Yes, currently it uses YAML in the database but JSON for the API, I'm in favor of the latter I think

Will make a note of it, but likely not this PR

gz · 2024-07-31T21:45:50Z

crates/pipeline_manager/src/api/pipeline.rs

-    version: Version,
+// REGULAR ENDPOINTS
+
+/// Extended pipeline descriptor with code being optionally included.


maybe it should just always have the code?

The motivation is that with many pipelines could become a large response if polled regularly.

It would simplify it though -- let's see in terms of API poll performance how we fare

gz · 2024-07-31T21:48:19Z

crates/pipeline_manager/src/api/pipeline.rs

+            , body = ErrorResponse
+            , example = json!(examples::error_duplicate_name())),
+        (status = BAD_REQUEST
+            , description = "Pipeline is not shutdown"


Suggested change

, description = "Pipeline is not shutdown"

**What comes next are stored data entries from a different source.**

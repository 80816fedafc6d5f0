use std::sync::atomic::AtomicU32;
use std::sync::atomic::Ordering;
use std::sync::Arc;
use std::time::Duration;

use async_trait::async_trait;
use bytes::Bytes;
use dashmap::DashMap;
use rand::Rng;

use crate::core::callback::SharedTransportCallback;
use crate::core::transport::TransportInterface;
use crate::error::Error;
use crate::error::Result;

/// Max delivery delay in ms when delays are enabled.
const CHANNEL_DELAY_MAX_MS: u64 = 20;

/// An in-memory transport for local testing.
///
/// All endpoints of one logical network share a single `ChannelTransport`
/// instance (clone the `Arc`). There is deliberately no global registry:
/// parallel tests each build an isolated network.
///
/// Fault injection:
/// - [block](ChannelTransport::block) silently discards all traffic from and
///   to an endpoint, simulating a crashed peer.
/// - [set_loss_rate](ChannelTransport::set_loss_rate) drops a random fraction
///   of messages.
/// - [set_delay](ChannelTransport::set_delay) delays each delivery by a random
///   amount, which also reorders messages.
pub struct ChannelTransport {
    callbacks: DashMap<String, SharedTransportCallback>,
    blocked: DashMap<String, ()>,
    /// Loss rate in 1/1000 units, so it fits an atomic.
    loss_per_mille: AtomicU32,
    delay: AtomicU32,
}

impl ChannelTransport {
    /// Create a new network. Endpoints join it via
    /// [listen](TransportInterface::listen).
    pub fn new() -> Arc<Self> {
        Arc::new(Self {
            callbacks: DashMap::new(),
            blocked: DashMap::new(),
            loss_per_mille: AtomicU32::new(0),
            delay: AtomicU32::new(0),
        })
    }

    /// Simulate a crash of `endpoint`: every message from or to it is dropped
    /// until [unblock](ChannelTransport::unblock).
    pub fn block(&self, endpoint: &str) {
        self.blocked.insert(endpoint.to_string(), ());
    }

    /// Undo [block](ChannelTransport::block).
    pub fn unblock(&self, endpoint: &str) {
        self.blocked.remove(endpoint);
    }

    /// Drop `rate` (0.0..=1.0) of all messages at random.
    pub fn set_loss_rate(&self, rate: f64) {
        let per_mille = (rate.clamp(0.0, 1.0) * 1000.0) as u32;
        self.loss_per_mille.store(per_mille, Ordering::Relaxed);
    }

    /// Enable or disable random delivery delay.
    pub fn set_delay(&self, enabled: bool) {
        self.delay.store(u32::from(enabled), Ordering::Relaxed);
    }

    fn should_drop(&self, src: &str, dst: &str) -> bool {
        if self.blocked.contains_key(src) || self.blocked.contains_key(dst) {
            return true;
        }
        let per_mille = self.loss_per_mille.load(Ordering::Relaxed);
        per_mille > 0 && rand::thread_rng().gen_range(0..1000) < per_mille
    }
}

#[async_trait]
impl TransportInterface for ChannelTransport {
    async fn listen(&self, endpoint: &str, callback: SharedTransportCallback) -> Result<()> {
        if self
            .callbacks
            .insert(endpoint.to_string(), callback)
            .is_some()
        {
            return Err(Error::EndpointAlreadyExists(endpoint.to_string()));
        }
        Ok(())
    }

    async fn unlisten(&self, endpoint: &str) -> Result<()> {
        self.callbacks.remove(endpoint);
        Ok(())
    }

    async fn send_to(&self, src: &str, dst: &str, bytes: Bytes) -> Result<()> {
        if self.should_drop(src, dst) {
            tracing::debug!("channel transport dropped message {} -> {}", src, dst);
            return Ok(());
        }

        let Some(callback) = self.callbacks.get(dst).map(|cb| cb.clone()) else {
            return Err(Error::EndpointNotFound(dst.to_string()));
        };

        let delay = if self.delay.load(Ordering::Relaxed) != 0 {
            Some(Duration::from_millis(
                rand::thread_rng().gen_range(0..=CHANNEL_DELAY_MAX_MS),
            ))
        } else {
            None
        };

        let src = src.to_string();
        let dst = dst.to_string();

        // Deliver on a fresh task so the receiving handler never runs on the
        // sender's stack while the sender holds locks.
        tokio::spawn(async move {
            if let Some(delay) = delay {
                tokio::time::sleep(delay).await;
            }
            if let Err(e) = callback.on_message(&src, &bytes).await {
                tracing::warn!("endpoint {} failed to handle message: {:?}", dst, e);
            }
        });

        Ok(())
    }
}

, description = "Pipeline needs to be shutdown to be modified"

Done, updated in three places (full update, partial update, and delete).

gz · 2024-07-31T21:52:27Z

web-console-sveltekit/README.md

Adding general comment here but we should rm -rf web-console and mv web-console-sveltekit to web-console

snkas · 2024-08-01T12:08:22Z

Rebased on latest main

lalithsuresh · 2024-08-01T14:56:19Z

openapi.json

@@ -2913,7 +2913,7 @@
            }
          }
        ],
-        "description": "Pipeline configuration specified by the user when creating\na new pipeline instance.\nTODO: change this description\n\nThis is the shape of the overall pipeline configuration. It encapsulates a\n[`RuntimeConfig`], which is the publicly exposed way for users to configure\npipelines."
+        "description": "Overall pipeline configuration.\n\nIt is generated upon the deployment of a pipeline and contains\nthe shape of the overall pipeline configuration.\n\nIts input and output endpoints are generated based on the schema\nof the compiled program. The runtime configuration is directly\nprovided by the user. Storage configuration, if applicable,\nis set by the runner."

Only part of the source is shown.